NAME
App::ElasticSearch::Utilities::QueryString - CLI query string fixer
VERSION
version 6.0
SYNOPSIS
This class provides a pluggable architecture to expand query strings on the command-line into complex Elasticsearch queries.
ATTRIBUTES
context
Defaults to 'query', but can also be set to 'filter' so the elements will be added to the 'must' or 'filter' parameter.
search_path
An array reference of additional namespaces to search for loading the query string processing plugins. Example:
$qs->search_path([qw(My::Company::QueryString)]);
This will search:
App::ElasticSearch::Utilities::QueryString::*
My::Company::QueryString::*
For query processing plugins.
default_join
When fixing up the query string, if two tokens are found next to eachother missing a joining token, join using this token. Can be either AND
or OR
, and defaults to AND
.
plugins
Array reference of ordered query string processing plugins, lazily assembled.
METHODS
expand_query_string(@tokens)
This function takes a list of tokens, often from the command line via @ARGV. Uses a plugin infrastructure to allow customization.
Returns: App::ElasticSearch::Utilities::Query object
TOKENS
The token expansion plugins can return undefined, which is basically a noop on the token. The plugin can return a hash reference, which marks that token as handled and no other plugins receive that token. The hash reference may contain:
- query_string
-
This is the rewritten bits that will be reassembled in to the final query string.
- condition
-
This is usually a hash reference representing the condition going into the bool query. For instance:
{ terms => { field => [qw(alice bob charlie)] } }
Or
{ prefix => { user_agent => 'Go ' } }
These conditions will wind up in the must or must_not section of the bool query depending on the state of the the invert flag.
- invert
-
This is used by the bareword "not" to track whether the token invoked a flip from the must to the must_not state. After each token is processed, if it didn't set this flag, the flag is reset.
- dangles
-
This is used for bare words like "not", "or", and "and" to denote that these terms cannot dangle from the beginning or end of the query_string. This allows the final pass of the query_string builder to strip these words to prevent syntax errors.
Extended Syntax
The search string is pre-analyzed before being sent to ElasticSearch. The following plugins work to manipulate the query string and provide richer, more complete syntax for CLI applications.

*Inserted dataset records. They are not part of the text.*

//! Serializable scene descriptions and their two-phase load.
//!
//! A description lists nodes flat. Child references are [`LinkKey`]s that
//! name another entry by position or by name, so a description can be
//! written by hand or produced by [`SceneGraph::describe`]. Loading first
//! creates every node and then resolves the links.

use super::{CullingMode, KeyframeController, SceneError, SceneGraph, Spatial, SpatialKind, Transform};
use crate::core::NodeId;
use crate::math::Bound;
use serde::{Deserialize, Serialize};
use std::collections::HashMap;
use std::fmt;

/// Reference from a node to one of its children.
#[derive(Debug, Clone, PartialEq, Eq, Hash, Serialize, Deserialize)]
#[serde(untagged)]
pub enum LinkKey {
    /// Position in [`SceneDescription::nodes`].
    Index(usize),
    /// Name of a described node.
    Name(String),
}

impl fmt::Display for LinkKey {
    fn fmt(&self, f: &mut fmt::Formatter<'_>) -> fmt::Result {
        match self {
            LinkKey::Index(index) => write!(f, "#{index}"),
            LinkKey::Name(name) => write!(f, "'{name}'"),
        }
    }
}

/// Node or leaf payload of a described node.
#[derive(Debug, Clone, Copy, PartialEq, Default, Serialize, Deserialize)]
pub enum NodeKindDescription {
    /// Interior node.
    #[default]
    Node,
    /// Leaf with a model-space bound.
    Leaf {
        /// Bound of the leaf's geometry in model space.
        model_bound: Bound,
    },
}

/// One node of a [`SceneDescription`].
#[derive(Debug, Clone, PartialEq, Default, Serialize, Deserialize)]
pub struct NodeDescription {
    /// Node name. Empty names are generated on load and cannot be linked to.
    #[serde(default)]
    pub name: String,
    /// Transform relative to the parent.
    #[serde(default)]
    pub local: Transform,
    /// Node or leaf.
    #[serde(default)]
    pub kind: NodeKindDescription,
    /// Child slots in order. `None` keeps an empty slot.
    #[serde(default)]
    pub children: Vec<Option<LinkKey>>,
    /// Culling mode.
    #[serde(default)]
    pub culling: CullingMode,
    /// Keyframe animation attached on load.
    #[serde(default, skip_serializing_if = "Option::is_none")]
    pub keyframes: Option<KeyframeController>,
}

impl NodeDescription {
    /// Describe an interior node.
    pub fn node(name: impl Into<String>) -> Self {
        Self {
            name: name.into(),
            ..Self::default()
        }
    }

    /// Describe a leaf.
    pub fn leaf(name: impl Into<String>, model_bound: Bound) -> Self {
        Self {
            name: name.into(),
            kind: NodeKindDescription::Leaf { model_bound },
            ..Self::default()
        }
    }

    /// Set the local transform.
    pub fn with_local(mut self, local: Transform) -> Self {
        self.local = local;
        self
    }

    /// Append a child slot.
    pub fn with_child(mut self, child: Option<LinkKey>) -> Self {
        self.children.push(child);
        self
    }

    fn instantiate(&self) -> Result<Spatial, SceneError> {
        let mut spatial = match self.kind {
            NodeKindDescription::Node => Spatial::node(self.name.as_str()),
            NodeKindDescription::Leaf { model_bound } => Spatial::leaf(self.name.as_str(), model_bound),
        };
        spatial.set_local(self.local.clone());
        spatial.set_culling(self.culling);
        if let Some(keyframes) = &self.keyframes {
            if keyframes.has_scale_keys() && !self.local.is_rs_matrix() {
                return Err(SceneError::ScaleKeysOnGeneralTransform(self.name.clone()));
            }
            spatial.attach_controller(Box::new(keyframes.clone()))?;
        }
        Ok(spatial)
    }
}

/// Flat list of nodes with child links.
#[derive(Debug, Clone, PartialEq, Default, Serialize, Deserialize)]
pub struct SceneDescription {
    /// Described nodes. Loaded handles come back in this order.
    #[serde(default)]
    pub nodes: Vec<NodeDescription>,
}

impl SceneDescription {
    /// Resolve every child link to a node position.
    fn resolve_links(&self) -> Result<Vec<Vec<Option<usize>>>, SceneError> {
        let mut by_name: HashMap<&str, usize> = HashMap::new();
        for (index, node) in self.nodes.iter().enumerate() {
            if node.name.is_empty() {
                continue;
            }
            if by_name.insert(node.name.as_str(), index).is_some() {
                return Err(SceneError::DuplicateName(node.name.clone()));
            }
        }

        let resolve = |link: &LinkKey| match link {
            LinkKey::Index(index) => (*index < self.nodes.len()).then_some(*index),
            LinkKey::Name(name) => by_name.get(name.as_str()).copied(),
        };

        self.nodes
            .iter()
            .map(|node| {
                node.children
                    .iter()
                    .map(|child| match child {
                        None => Ok(None),
                        Some(link) => resolve(link).map(Some).ok_or_else(|| SceneError::UnresolvedLink {
                            node: node.name.clone(),
                            link: link.to_string(),
                        }),
                    })
                    .collect::<Result<Vec<_>, _>>()
            })
            .collect()
    }
}

impl SceneGraph {
    /// Add the nodes of a description and link them. Returns one handle per
    /// described node, in description order.
    ///
    /// Names and links are checked before anything is created. Structural
    /// errors while linking (a leaf with children, a child linked twice, a
    /// cycle) remove the partly loaded nodes again, so a failed load leaves
    /// the graph as it was.
    pub fn load(&mut self, description: &SceneDescription) -> Result<Vec<NodeId>, SceneError> {
        let links = description.resolve_links()?;
        let spatials = description
            .nodes
            .iter()
            .map(NodeDescription::instantiate)
            .collect::<Result<Vec<_>, _>>()?;

        let ids: Vec<NodeId> = spatials.into_iter().map(|spatial| self.insert(spatial)).collect();

        if let Err(err) = self.link(&ids, &links) {
            log::warn!("Scene description failed to link: {err}");
            for id in &ids {
                // Nodes already removed with an ancestor report UnknownNode.
                let _ = self.remove(*id);
            }
            return Err(err);
        }

        log::debug!("Loaded {} node(s) from scene description", ids.len());
        Ok(ids)
    }

    fn link(&mut self, ids: &[NodeId], links: &[Vec<Option<usize>>]) -> Result<(), SceneError> {
        for (parent, slots) in ids.iter().zip(links) {
            if slots.is_empty() {
                continue;
            }
            let spatial = self.get_mut(*parent).ok_or(SceneError::UnknownNode(*parent))?;
            match &mut spatial.kind {
                SpatialKind::Node { children } => children.resize(slots.len(), None),
                SpatialKind::Leaf { .. } => return Err(SceneError::NotANode(*parent)),
            }
            for (index, child) in slots.iter().enumerate() {
                if let Some(child) = child {
                    self.set_child(*parent, index, Some(ids[*child]))?;
                }
            }
        }
        Ok(())
    }

    /// Describe the subtree at `root`. Children link by index and `root` is
    /// the first entry. Controllers are not captured.
    pub fn describe(&self, root: NodeId) -> Result<SceneDescription, SceneError> {
        if !self.contains(root) {
            return Err(SceneError::UnknownNode(root));
        }

        let mut order = Vec::new();
        self.traverse(root, |id, _| order.push(id));
        let positions: HashMap<NodeId, usize> = order.iter().enumerate().map(|(i, id)| (*id, i)).collect();

        let nodes = order
            .iter()
            .filter_map(|id| self.get(*id))
            .map(|spatial| NodeDescription {
                name: spatial.name().to_string(),
                local: spatial.local().clone(),
                kind: match spatial.kind() {
                    SpatialKind::Node { .. } => NodeKindDescription::Node,
                    SpatialKind::Leaf { model_bound } => NodeKindDescription::Leaf {
                        model_bound: *model_bound,
                    },
                },
                children: spatial
                    .children()
                    .iter()
                    .map(|slot| slot.and_then(|child| positions.get(&child)).map(|i| LinkKey::Index(*i)))
                    .collect(),
                culling: spatial.culling(),
                keyframes: None,
            })
            .collect();

        Ok(SceneDescription { nodes })
    }
}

App::ElasticSearch::Utilities::Barewords
The following barewords are transformed:
or => OR
and => AND
not => NOT
App::ElasticSearch::Utilities::QueryString::IP
If a field is an IP address uses CIDR Notation, it's expanded to a range query.
src_ip:10.0/8 => src_ip:[10.0.0.0 TO 10.255.255.255]
App::ElasticSearch::Utilities::Range
This plugin translates some special comparison operators so you don't need to remember them anymore.
Example:
price:<100
Will translate into a:
{ range: { price: { lt: 100 } } }
And:
price:>50,<100
Will translate to:
{ range: { price: { gt: 50, lt: 100 } } }
Supported Operators
gt via >, gte via >=, lt via <, lte via <=
App::ElasticSearch::Utilities::Underscored
This plugin translates some special underscore surrounded tokens into the Elasticsearch Query DSL.
Implemented:
_prefix_
Example query string:
_prefix_:useragent:'Go '
Translates into:
{ prefix => { useragent => 'Go ' } }
App::ElasticSearch::Utilities::QueryString::FileExpansion
If the match ends in .dat, .txt, or .csv, then we attempt to read a file with that name and OR the condition:
$ cat test.dat
50 1.2.3.4
40 1.2.3.5
30 1.2.3.6
20 1.2.3.7
Or
$ cat test.csv
50,1.2.3.4
40,1.2.3.5
30,1.2.3.6
20,1.2.3.7
Or
$ cat test.txt
1.2.3.4
1.2.3.5
1.2.3.6
1.2.3.7
We can source that file:
src_ip:test.dat => src_ip:(1.2.3.4 1.2.3.5 1.2.3.6 1.2.3.7)
This make it simple to use the --data-file output options and build queries based off previous queries. For .txt and .dat file, the delimiter for columns in the file must be either a tab, comma, or a semicolon. For files ending in .csv, Text::CSV_XS is used to accurate parsing of the file format.
You can also specify the column of the data file to use, the default being the last column or (-1). Columns are zero-based indexing. This means the first column is index 0, second is 1, .. The previous example can be rewritten as:
src_ip:test.dat[1]
or: src_ip:test.dat[-1]
This option will iterate through the whole file and unique the elements of the list. They will then be transformed into an appropriate terms query.
AUTHOR
Brad Lhotsky <brad@divisionbyzero.net>
COPYRIGHT AND LICENSE
This software is Copyright (c) 2012 by Brad Lhotsky.
This is free software, licensed under:
The (three-clause) BSD License